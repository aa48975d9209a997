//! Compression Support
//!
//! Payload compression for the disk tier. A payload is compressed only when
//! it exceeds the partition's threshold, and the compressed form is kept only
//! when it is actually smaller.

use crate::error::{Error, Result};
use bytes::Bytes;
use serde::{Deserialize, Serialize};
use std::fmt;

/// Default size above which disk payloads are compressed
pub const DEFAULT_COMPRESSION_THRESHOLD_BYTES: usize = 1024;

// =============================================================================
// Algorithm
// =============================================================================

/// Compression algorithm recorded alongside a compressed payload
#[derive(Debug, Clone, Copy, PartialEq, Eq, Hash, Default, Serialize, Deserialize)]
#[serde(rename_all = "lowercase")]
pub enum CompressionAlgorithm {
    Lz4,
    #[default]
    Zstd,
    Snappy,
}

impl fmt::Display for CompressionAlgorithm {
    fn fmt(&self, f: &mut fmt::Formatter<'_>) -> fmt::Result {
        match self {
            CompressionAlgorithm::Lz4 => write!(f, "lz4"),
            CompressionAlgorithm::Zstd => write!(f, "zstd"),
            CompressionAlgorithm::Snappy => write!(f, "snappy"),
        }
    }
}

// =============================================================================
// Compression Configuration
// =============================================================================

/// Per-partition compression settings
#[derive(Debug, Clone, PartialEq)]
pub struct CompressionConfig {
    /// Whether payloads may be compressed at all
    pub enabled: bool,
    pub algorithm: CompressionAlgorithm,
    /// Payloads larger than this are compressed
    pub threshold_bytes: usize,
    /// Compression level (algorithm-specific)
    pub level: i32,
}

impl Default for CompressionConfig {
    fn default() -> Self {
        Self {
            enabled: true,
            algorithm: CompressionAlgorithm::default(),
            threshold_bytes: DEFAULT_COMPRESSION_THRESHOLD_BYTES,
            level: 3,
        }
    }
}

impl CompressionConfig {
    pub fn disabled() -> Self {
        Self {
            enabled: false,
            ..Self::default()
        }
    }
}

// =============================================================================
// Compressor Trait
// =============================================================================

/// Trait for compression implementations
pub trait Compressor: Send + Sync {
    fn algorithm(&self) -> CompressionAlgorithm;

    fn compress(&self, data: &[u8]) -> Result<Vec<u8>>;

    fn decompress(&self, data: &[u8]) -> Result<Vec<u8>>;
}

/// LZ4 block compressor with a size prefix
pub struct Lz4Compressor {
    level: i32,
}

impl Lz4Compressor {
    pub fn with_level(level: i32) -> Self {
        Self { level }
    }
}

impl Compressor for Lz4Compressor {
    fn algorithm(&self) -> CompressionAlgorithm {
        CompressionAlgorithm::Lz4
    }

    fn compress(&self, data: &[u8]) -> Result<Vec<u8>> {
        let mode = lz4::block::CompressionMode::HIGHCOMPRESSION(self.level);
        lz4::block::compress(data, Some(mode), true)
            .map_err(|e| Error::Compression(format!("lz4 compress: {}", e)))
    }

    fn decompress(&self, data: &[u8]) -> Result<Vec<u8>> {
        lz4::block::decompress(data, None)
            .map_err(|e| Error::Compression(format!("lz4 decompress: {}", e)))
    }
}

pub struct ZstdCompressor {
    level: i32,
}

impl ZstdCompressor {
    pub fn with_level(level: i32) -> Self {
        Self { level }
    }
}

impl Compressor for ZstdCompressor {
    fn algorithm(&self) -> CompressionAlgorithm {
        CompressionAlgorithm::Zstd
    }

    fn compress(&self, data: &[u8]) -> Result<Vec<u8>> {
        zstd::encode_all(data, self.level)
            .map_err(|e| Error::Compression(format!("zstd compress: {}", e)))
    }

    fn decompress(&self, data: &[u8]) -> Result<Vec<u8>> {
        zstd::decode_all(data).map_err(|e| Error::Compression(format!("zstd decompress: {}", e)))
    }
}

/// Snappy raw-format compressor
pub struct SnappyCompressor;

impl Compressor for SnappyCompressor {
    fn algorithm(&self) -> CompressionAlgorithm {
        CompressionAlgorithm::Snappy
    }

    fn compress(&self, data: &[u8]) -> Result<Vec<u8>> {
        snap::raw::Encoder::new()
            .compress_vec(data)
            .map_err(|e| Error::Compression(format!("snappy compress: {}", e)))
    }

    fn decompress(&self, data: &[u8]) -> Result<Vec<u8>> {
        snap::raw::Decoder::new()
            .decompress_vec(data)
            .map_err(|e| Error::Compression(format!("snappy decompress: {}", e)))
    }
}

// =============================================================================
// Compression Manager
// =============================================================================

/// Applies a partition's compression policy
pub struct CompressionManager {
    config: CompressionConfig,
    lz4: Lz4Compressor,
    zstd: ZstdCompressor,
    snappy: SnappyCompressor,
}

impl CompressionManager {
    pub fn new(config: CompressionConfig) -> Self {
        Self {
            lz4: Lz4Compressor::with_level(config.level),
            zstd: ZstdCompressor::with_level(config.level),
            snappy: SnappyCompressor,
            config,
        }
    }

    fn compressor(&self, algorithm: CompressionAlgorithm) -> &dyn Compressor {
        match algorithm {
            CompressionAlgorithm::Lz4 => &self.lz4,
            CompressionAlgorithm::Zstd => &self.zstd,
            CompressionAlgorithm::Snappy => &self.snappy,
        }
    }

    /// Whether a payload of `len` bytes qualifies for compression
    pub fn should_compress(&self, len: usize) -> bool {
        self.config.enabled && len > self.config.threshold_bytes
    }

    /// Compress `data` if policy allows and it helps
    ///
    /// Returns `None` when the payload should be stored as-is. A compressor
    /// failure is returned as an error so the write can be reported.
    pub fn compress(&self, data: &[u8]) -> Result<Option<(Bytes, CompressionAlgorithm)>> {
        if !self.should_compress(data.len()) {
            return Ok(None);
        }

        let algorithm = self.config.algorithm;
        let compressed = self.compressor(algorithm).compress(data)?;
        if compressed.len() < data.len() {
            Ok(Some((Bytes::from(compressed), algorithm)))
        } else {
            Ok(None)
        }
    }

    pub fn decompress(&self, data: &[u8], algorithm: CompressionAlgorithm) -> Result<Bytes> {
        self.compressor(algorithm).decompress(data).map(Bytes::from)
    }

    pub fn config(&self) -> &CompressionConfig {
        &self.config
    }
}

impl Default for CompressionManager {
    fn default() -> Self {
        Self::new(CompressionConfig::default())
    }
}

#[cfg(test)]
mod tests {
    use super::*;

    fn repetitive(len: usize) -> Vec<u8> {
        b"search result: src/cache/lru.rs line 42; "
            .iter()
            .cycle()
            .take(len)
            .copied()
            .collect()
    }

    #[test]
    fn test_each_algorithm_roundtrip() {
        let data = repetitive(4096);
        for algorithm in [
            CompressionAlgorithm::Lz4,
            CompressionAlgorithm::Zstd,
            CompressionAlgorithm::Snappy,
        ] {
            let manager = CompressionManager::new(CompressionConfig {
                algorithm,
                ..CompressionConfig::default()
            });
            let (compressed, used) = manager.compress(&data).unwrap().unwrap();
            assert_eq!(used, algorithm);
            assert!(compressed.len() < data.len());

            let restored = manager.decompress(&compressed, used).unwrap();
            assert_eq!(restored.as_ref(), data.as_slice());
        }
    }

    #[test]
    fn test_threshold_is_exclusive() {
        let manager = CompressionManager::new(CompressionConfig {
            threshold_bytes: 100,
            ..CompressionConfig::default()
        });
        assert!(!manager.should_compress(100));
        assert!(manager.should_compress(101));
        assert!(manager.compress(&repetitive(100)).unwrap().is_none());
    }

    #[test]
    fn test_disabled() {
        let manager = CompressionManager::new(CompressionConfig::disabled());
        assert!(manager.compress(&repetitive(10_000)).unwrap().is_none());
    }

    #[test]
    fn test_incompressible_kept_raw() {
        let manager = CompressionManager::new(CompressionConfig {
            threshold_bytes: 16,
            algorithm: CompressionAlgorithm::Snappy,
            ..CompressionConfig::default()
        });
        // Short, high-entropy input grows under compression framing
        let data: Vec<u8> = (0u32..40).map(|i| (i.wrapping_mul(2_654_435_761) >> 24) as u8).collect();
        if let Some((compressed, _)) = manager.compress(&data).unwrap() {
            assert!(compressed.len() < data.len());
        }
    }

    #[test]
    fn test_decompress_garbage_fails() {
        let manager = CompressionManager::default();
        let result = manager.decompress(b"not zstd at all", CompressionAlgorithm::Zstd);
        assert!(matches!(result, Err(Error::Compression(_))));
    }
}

■ ■ ■ ■ ■

### Problem to solve
Above are the records; from them, give again exactly the lines from the one containing "Self::new(CompressionConfig::default())" through the one containing "let data = repetitive(4096);", both included.

### Solved problem
        Self::new(CompressionConfig::default())
    }
}

#[cfg(test)]
mod tests {
    use super::*;

    fn repetitive(len: usize) -> Vec<u8> {
        b"search result: src/cache/lru.rs line 42; "
            .iter()
            .cycle()
            .take(len)
            .copied()
            .collect()
    }

    #[test]
    fn test_each_algorithm_roundtrip() {
        let data = repetitive(4096);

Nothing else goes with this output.